Exercise requirements = Transcribe exactly the span of lines that begins the records and ends with the line holding "before any check.", both boundary lines included.

Extracted records =
★ ★ ★ ★ ★
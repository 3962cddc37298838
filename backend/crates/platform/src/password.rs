//! Password Hashing and Verification
//!
//! Credential handling with:
//! - Argon2id hashing (memory-hard, deliberately slow)
//! - Zeroization of clear text material
//! - Strength policy enforcement at construction time
//!
//! The strength policy requires at least one letter, one digit and one
//! character from [`SPECIAL_CHARS`], on top of the usual length bounds.
//! Unicode input is NFKC-normalized before any check.

use std::fmt;

use argon2::{Argon2, PasswordHash, PasswordHasher, PasswordVerifier, password_hash::SaltString};
use rand::rngs::OsRng;
use thiserror::Error;
use unicode_normalization::UnicodeNormalization;
use zeroize::{Zeroize, ZeroizeOnDrop};

// ============================================================================
// Constants
// ============================================================================

/// Minimum password length
pub const MIN_PASSWORD_LENGTH: usize = 8;

/// Maximum password length
pub const MAX_PASSWORD_LENGTH: usize = 128;

/// The fixed set of accepted special characters, at least one required
pub const SPECIAL_CHARS: &str = "@$!%*?&";

// ============================================================================
// Error Types
// ============================================================================

/// Password policy violation errors
#[derive(Debug, Clone, PartialEq, Eq, Error)]
pub enum PasswordPolicyError {
    /// Password is too short
    #[error("Password must be at least {min} characters (got {actual})")]
    TooShort { min: usize, actual: usize },

    /// Password is too long
    #[error("Password must be at most {max} characters (got {actual})")]
    TooLong { max: usize, actual: usize },

    /// Password contains only whitespace
    #[error("Password cannot be empty or contain only whitespace")]
    EmptyOrWhitespace,

    /// Password contains control characters
    #[error("Password contains invalid control characters")]
    InvalidCharacter,

    /// No letter present
    #[error("Password must contain at least one letter")]
    MissingLetter,

    /// No digit present
    #[error("Password must contain at least one digit")]
    MissingDigit,

    /// No special character present
    #[error("Password must contain at least one special character ({SPECIAL_CHARS})")]
    MissingSpecial,
}

/// Password hashing/verification errors
#[derive(Debug, Error)]
pub enum PasswordHashError {
    /// Hashing operation failed
    #[error("Password hashing failed: {0}")]
    HashingFailed(String),

    /// Invalid hash format
    #[error("Invalid password hash format")]
    InvalidHashFormat,
}

// ============================================================================
// Clear Text Password (Zeroized on drop)
// ============================================================================

/// Clear text password with automatic memory zeroization
///
/// The secret is erased from memory when the value is dropped.
/// Does not implement `Clone`; Debug output is redacted.
#[derive(Zeroize, ZeroizeOnDrop)]
pub struct ClearTextPassword(String);

impl ClearTextPassword {
    /// Create a new clear text password with strength validation
    ///
    /// Rules:
    /// - NFKC normalization before any check
    /// - Not empty/whitespace only, no control characters
    /// - [`MIN_PASSWORD_LENGTH`]..=[`MAX_PASSWORD_LENGTH`] code points
    /// - At least one ASCII letter, one digit, one of [`SPECIAL_CHARS`]
    pub fn new(raw: String) -> Result<Self, PasswordPolicyError> {
        let normalized: String = raw.nfkc().collect();

        if normalized.trim().is_empty() {
            return Err(PasswordPolicyError::EmptyOrWhitespace);
        }

        // Count Unicode code points, not bytes
        let char_count = normalized.chars().count();

        if char_count < MIN_PASSWORD_LENGTH {
            return Err(PasswordPolicyError::TooShort {
                min: MIN_PASSWORD_LENGTH,
                actual: char_count,
            });
        }

        if char_count > MAX_PASSWORD_LENGTH {
            return Err(PasswordPolicyError::TooLong {
                max: MAX_PASSWORD_LENGTH,
                actual: char_count,
            });
        }

        for ch in normalized.chars() {
            if ch.is_control() {
                return Err(PasswordPolicyError::InvalidCharacter);
            }
        }

        if !normalized.chars().any(|c| c.is_ascii_alphabetic()) {
            return Err(PasswordPolicyError::MissingLetter);
        }

        if !normalized.chars().any(|c| c.is_ascii_digit()) {
            return Err(PasswordPolicyError::MissingDigit);
        }

        if !normalized.chars().any(|c| SPECIAL_CHARS.contains(c)) {
            return Err(PasswordPolicyError::MissingSpecial);
        }

        Ok(Self(normalized))
    }

    /// Get the password as bytes for hashing
    pub(crate) fn as_bytes(&self) -> &[u8] {
        self.0.as_bytes()
    }

    /// Hash the password using Argon2id
    ///
    /// ## Arguments
    /// * `pepper` - Optional application-wide secret appended before hashing
    ///
    /// ## Returns
    /// PHC-formatted hash string wrapped in `HashedPassword`
    pub fn hash(&self, pepper: Option<&[u8]>) -> Result<HashedPassword, PasswordHashError> {
        let password_bytes = match pepper {
            Some(p) => {
                let mut combined = self.as_bytes().to_vec();
                combined.extend_from_slice(p);
                combined
            }
            None => self.as_bytes().to_vec(),
        };

        // Random 128-bit salt per hash
        let salt = SaltString::generate(OsRng);

        // Argon2id with the crate defaults (m=19456 KiB, t=2, p=1);
        // hashing lands in the tens of milliseconds on current hardware.
        let argon2 = Argon2::default();

        let hash = argon2
            .hash_password(&password_bytes, &salt)
            .map_err(|e| PasswordHashError::HashingFailed(e.to_string()))?;

        Ok(HashedPassword {
            hash: hash.to_string(),
        })
    }
}

impl fmt::Debug for ClearTextPassword {
    fn fmt(&self, f: &mut fmt::Formatter<'_>) -> fmt::Result {
        f.debug_tuple("ClearTextPassword")
            .field(&"[REDACTED]")
            .finish()
    }
}

// ============================================================================
// Hashed Password (Safe to store)
// ============================================================================

/// Hashed password in PHC string format
///
/// The PHC string carries algorithm, version, parameters, salt and hash,
/// so it is self-describing and safe to persist.
#[derive(Clone, PartialEq, Eq)]
pub struct HashedPassword {
    hash: String,
}

impl HashedPassword {
    /// Create from PHC string (e.g., from database)
    pub fn from_phc_string(s: impl Into<String>) -> Result<Self, PasswordHashError> {
        let hash = s.into();

        // Validate it's a valid PHC string
        PasswordHash::new(&hash).map_err(|_| PasswordHashError::InvalidHashFormat)?;

        Ok(Self { hash })
    }

    /// Get the PHC string for storage
    pub fn as_phc_string(&self) -> &str {
        &self.hash
    }

    /// Verify a password against this hash
    ///
    /// ## Arguments
    /// * `password` - The clear text password to verify
    /// * `pepper` - Must match the pepper used during hashing
    pub fn verify(&self, password: &ClearTextPassword, pepper: Option<&[u8]>) -> bool {
        let password_bytes = match pepper {
            Some(p) => {
                let mut combined = password.as_bytes().to_vec();
                combined.extend_from_slice(p);
                combined
            }
            None => password.as_bytes().to_vec(),
        };

        let parsed_hash = match PasswordHash::new(&self.hash) {
            Ok(h) => h,
            Err(_) => return false,
        };

        let argon2 = Argon2::default();

        // Argon2 uses constant-time comparison internally
        argon2
            .verify_password(&password_bytes, &parsed_hash)
            .is_ok()
    }
}

impl fmt::Debug for HashedPassword {
    fn fmt(&self, f: &mut fmt::Formatter<'_>) -> fmt::Result {
        f.debug_struct("HashedPassword")
            .field("hash", &"[HASH]")
            .finish()
    }
}
//! Presentation Layer
//!
//! HTTP handlers, DTOs, router, and middleware.

pub mod dto;
pub mod handlers;
pub mod middleware;
pub mod router;

pub use handlers::AuthAppState;
pub use middleware::{CurrentAccount, require_account};
pub use router::{auth_router, auth_router_generic};
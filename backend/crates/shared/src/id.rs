//! Common ID Types
//!
//! Type-safe ID wrappers for domain entities.

use std::fmt;
use std::marker::PhantomData;
use uuid::Uuid;

/// Generic typed ID wrapper
///
/// Usage:
/// ```
/// use kernel::id::{Id, markers};
/// type AccountId = Id<markers::Account>;
/// ```
#[derive(Clone, Copy, PartialEq, Eq, Hash)]
pub struct Id<T> {
    value: uuid::Uuid,
    _marker: PhantomData<T>,
}

impl<T> Id<T> {
    /// Create a new random ID (UUID v4)
    pub fn new() -> Self {
        Self {
            value: Uuid::new_v4(),
            _marker: PhantomData,
        }
    }

    /// Create from an existing UUID
    pub fn from_uuid(uuid: Uuid) -> Self {
        Self {
            value: uuid,
            _marker: PhantomData,
        }
    }

    /// Get the underlying UUID
    pub fn as_uuid(&self) -> &Uuid {
        &self.value
    }

    /// Convert to UUID
    pub fn into_uuid(self) -> Uuid {
        self.value
    }
}

impl<T> Default for Id<T> {
    fn default() -> Self {
        Self::new()
    }
}

impl<T> fmt::Debug for Id<T> {
    fn fmt(&self, f: &mut fmt::Formatter<'_>) -> fmt::Result {
        write!(f, "Id({})", self.value)
    }
}

impl<T> fmt::Display for Id<T> {
    fn fmt(&self, f: &mut fmt::Formatter<'_>) -> fmt::Result {
        write!(f, "{}", self.value)
    }
}

impl<T> From<Uuid> for Id<T> {
    fn from(uuid: Uuid) -> Self {
        Self::from_uuid(uuid)
    }
}

impl<T> From<Id<T>> for Uuid {
    fn from(id: Id<T>) -> Self {
        id.value
    }
}

/// Marker types for different entity IDs
pub mod markers {
    /// Marker for Account IDs
    #[derive(Debug, Clone, Copy, PartialEq, Eq, Hash)]
    pub struct Account;

    /// Marker for Product IDs
    #[derive(Debug, Clone, Copy, PartialEq, Eq, Hash)]
    pub struct Product;
}

/// Type aliases for common IDs
pub type AccountId = Id<markers::Account>;
pub type ProductId = Id<markers::Product>;

#[cfg(test)]
mod tests {
    use super::*;

    #[test]
    fn test_id_type_safety() {
        let account_id: AccountId = Id::new();
        let product_id: ProductId = Id::new();

        // These are different types, cannot be mixed
        let _a: Uuid = account_id.into_uuid();
        let _p: Uuid = product_id.into_uuid();
    }

    #[test]
    fn test_id_from_uuid() {
        let uuid = Uuid::new_v4();
        let id: AccountId = Id::from_uuid(uuid);
        assert_eq!(id.as_uuid(), &uuid);
    }

    #[test]
    fn test_id_is_v4() {
        let id: ProductId = Id::new();
        assert_eq!(id.as_uuid().get_version_num(), 4);
    }
}
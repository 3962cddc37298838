//! API DTOs (Data Transfer Objects)

use chrono::{DateTime, Utc};
use serde::{Deserialize, Serialize};
use uuid::Uuid;

use crate::domain::entities::Product;

/// Request body for POST /products and PUT /products/{id}
///
/// Fields are `Option` so that "field missing" surfaces as the
/// application's own validation error instead of a deserialization
/// failure.
#[derive(Debug, Clone, Deserialize)]
#[serde(rename_all = "camelCase")]
pub struct ProductBody {
    pub name: Option<String>,
    pub description: Option<String>,
    pub price: Option<f64>,
}

/// Product representation returned to clients
#[derive(Debug, Clone, Serialize)]
#[serde(rename_all = "camelCase")]
pub struct ProductResponse {
    pub id: Uuid,
    pub name: String,
    pub description: Option<String>,
    pub price: f64,
    pub owner_id: Uuid,
    pub created_at: DateTime<Utc>,
    pub updated_at: DateTime<Utc>,
}

impl From<&Product> for ProductResponse {
    fn from(product: &Product) -> Self {
        Self {
            id: *product.product_id.as_uuid(),
            name: product.name.as_str().to_string(),
            description: product.description.clone(),
            price: product.price.value(),
            owner_id: *product.owner_id.as_uuid(),
            created_at: product.created_at,
            updated_at: product.updated_at,
        }
    }
}

/// Response for DELETE /products/{id}
#[derive(Debug, Clone, Serialize)]
#[serde(rename_all = "camelCase")]
pub struct DeleteProductResponse {
    pub message: String,
}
★ ★ ★ ★ ★
Solution to this task =
repository 3962cddc37298838
filename backend/crates/platform/src/password.rs
//! Password Hashing and Verification
//!
//! Credential handling with:
//! - Argon2id hashing (memory-hard, deliberately slow)
//! - Zeroization of clear text material
//! - Strength policy enforcement at construction time
//!
//! The strength policy requires at least one letter, one digit and one
//! character from [`SPECIAL_CHARS`], on top of the usual length bounds.
//! Unicode input is NFKC-normalized before any check.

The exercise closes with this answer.